Extracted information:

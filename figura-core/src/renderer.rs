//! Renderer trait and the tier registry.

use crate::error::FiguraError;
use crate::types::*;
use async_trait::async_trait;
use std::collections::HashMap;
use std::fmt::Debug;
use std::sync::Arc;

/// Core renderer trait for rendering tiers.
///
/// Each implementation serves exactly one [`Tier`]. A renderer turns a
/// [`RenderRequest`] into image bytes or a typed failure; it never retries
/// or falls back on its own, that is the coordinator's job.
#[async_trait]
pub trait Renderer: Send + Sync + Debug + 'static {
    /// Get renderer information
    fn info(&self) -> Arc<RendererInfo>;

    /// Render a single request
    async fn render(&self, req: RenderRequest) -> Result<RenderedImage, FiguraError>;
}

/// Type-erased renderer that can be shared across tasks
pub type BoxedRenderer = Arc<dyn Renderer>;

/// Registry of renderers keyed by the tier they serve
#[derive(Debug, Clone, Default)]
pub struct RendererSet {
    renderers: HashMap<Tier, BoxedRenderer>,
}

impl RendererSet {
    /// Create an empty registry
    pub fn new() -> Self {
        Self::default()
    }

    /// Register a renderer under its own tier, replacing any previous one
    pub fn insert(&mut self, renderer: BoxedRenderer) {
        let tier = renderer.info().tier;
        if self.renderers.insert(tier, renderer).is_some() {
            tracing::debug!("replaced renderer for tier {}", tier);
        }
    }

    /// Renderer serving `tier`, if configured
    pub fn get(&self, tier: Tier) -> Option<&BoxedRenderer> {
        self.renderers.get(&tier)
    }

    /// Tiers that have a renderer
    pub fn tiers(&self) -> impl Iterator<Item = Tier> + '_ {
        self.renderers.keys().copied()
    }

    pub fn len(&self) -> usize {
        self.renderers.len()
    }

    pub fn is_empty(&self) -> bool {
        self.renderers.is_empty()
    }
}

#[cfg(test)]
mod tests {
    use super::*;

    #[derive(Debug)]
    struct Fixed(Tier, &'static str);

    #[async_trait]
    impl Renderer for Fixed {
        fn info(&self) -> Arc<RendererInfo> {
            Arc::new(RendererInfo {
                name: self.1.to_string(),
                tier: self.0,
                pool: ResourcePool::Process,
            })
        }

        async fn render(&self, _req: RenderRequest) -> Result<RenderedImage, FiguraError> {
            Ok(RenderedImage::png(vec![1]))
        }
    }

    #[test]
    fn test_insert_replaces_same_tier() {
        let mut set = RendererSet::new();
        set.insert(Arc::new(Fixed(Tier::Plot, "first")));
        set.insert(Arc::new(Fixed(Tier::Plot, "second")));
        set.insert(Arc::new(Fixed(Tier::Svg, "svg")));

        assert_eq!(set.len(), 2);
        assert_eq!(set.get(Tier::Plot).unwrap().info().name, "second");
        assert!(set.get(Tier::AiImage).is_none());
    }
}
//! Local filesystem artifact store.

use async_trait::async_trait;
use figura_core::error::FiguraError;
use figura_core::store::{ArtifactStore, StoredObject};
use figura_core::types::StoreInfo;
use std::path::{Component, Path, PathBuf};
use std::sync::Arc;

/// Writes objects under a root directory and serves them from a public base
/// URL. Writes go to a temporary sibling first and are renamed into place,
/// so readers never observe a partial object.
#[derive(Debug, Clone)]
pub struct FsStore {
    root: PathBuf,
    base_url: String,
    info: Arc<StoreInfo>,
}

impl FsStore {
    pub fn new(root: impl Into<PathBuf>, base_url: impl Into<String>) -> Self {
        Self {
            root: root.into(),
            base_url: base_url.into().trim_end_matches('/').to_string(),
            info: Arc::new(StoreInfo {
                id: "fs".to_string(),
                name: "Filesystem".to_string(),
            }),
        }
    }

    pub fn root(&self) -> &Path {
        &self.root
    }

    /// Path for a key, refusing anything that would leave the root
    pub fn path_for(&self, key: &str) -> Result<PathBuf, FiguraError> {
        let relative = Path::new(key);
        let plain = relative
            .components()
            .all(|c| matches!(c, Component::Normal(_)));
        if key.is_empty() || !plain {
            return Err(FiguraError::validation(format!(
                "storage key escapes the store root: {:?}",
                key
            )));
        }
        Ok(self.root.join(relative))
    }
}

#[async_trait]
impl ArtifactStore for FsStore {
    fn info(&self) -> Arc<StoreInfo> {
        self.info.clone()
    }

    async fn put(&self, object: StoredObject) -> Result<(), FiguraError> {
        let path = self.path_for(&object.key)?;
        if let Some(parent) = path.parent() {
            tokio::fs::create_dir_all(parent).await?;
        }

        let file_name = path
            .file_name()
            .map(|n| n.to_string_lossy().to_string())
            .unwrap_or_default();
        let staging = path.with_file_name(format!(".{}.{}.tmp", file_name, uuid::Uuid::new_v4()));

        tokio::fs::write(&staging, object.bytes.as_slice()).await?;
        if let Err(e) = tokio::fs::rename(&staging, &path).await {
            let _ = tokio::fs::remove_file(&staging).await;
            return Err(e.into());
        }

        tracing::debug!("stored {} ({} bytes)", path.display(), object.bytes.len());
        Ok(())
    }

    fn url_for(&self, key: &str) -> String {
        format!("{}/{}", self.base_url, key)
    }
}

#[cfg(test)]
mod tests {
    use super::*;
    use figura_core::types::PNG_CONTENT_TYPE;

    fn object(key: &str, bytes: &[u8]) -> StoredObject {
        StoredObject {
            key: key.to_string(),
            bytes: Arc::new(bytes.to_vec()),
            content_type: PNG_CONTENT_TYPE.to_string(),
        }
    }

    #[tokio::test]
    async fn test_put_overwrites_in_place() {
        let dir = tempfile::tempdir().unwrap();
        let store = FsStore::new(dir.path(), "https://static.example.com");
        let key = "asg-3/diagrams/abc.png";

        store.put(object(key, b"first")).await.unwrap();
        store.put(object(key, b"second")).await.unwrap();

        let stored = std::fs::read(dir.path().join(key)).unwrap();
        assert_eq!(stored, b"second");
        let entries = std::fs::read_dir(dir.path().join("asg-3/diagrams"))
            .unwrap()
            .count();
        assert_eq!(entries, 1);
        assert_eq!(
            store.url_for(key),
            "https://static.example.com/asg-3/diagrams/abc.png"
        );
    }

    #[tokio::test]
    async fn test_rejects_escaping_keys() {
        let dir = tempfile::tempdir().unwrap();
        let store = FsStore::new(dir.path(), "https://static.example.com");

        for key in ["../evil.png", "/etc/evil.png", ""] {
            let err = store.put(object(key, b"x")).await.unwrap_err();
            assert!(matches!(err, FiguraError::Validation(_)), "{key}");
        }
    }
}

Exercise details: Take the lines from the top of the data through the one that contains "let tier = renderer.info().tier;" and copy them exactly, leaving out every line after it.

Answer space:
filename figura-core/src/renderer.rs
//! Renderer trait and the tier registry.

use crate::error::FiguraError;
use crate::types::*;
use async_trait::async_trait;
use std::collections::HashMap;
use std::fmt::Debug;
use std::sync::Arc;

/// Core renderer trait for rendering tiers.
///
/// Each implementation serves exactly one [`Tier`]. A renderer turns a
/// [`RenderRequest`] into image bytes or a typed failure; it never retries
/// or falls back on its own, that is the coordinator's job.
#[async_trait]
pub trait Renderer: Send + Sync + Debug + 'static {
    /// Get renderer information
    fn info(&self) -> Arc<RendererInfo>;

    /// Render a single request
    async fn render(&self, req: RenderRequest) -> Result<RenderedImage, FiguraError>;
}

/// Type-erased renderer that can be shared across tasks
pub type BoxedRenderer = Arc<dyn Renderer>;

/// Registry of renderers keyed by the tier they serve
#[derive(Debug, Clone, Default)]
pub struct RendererSet {
    renderers: HashMap<Tier, BoxedRenderer>,
}

impl RendererSet {
    /// Create an empty registry
    pub fn new() -> Self {
        Self::default()
    }

    /// Register a renderer under its own tier, replacing any previous one
    pub fn insert(&mut self, renderer: BoxedRenderer) {
        let tier = renderer.info().tier;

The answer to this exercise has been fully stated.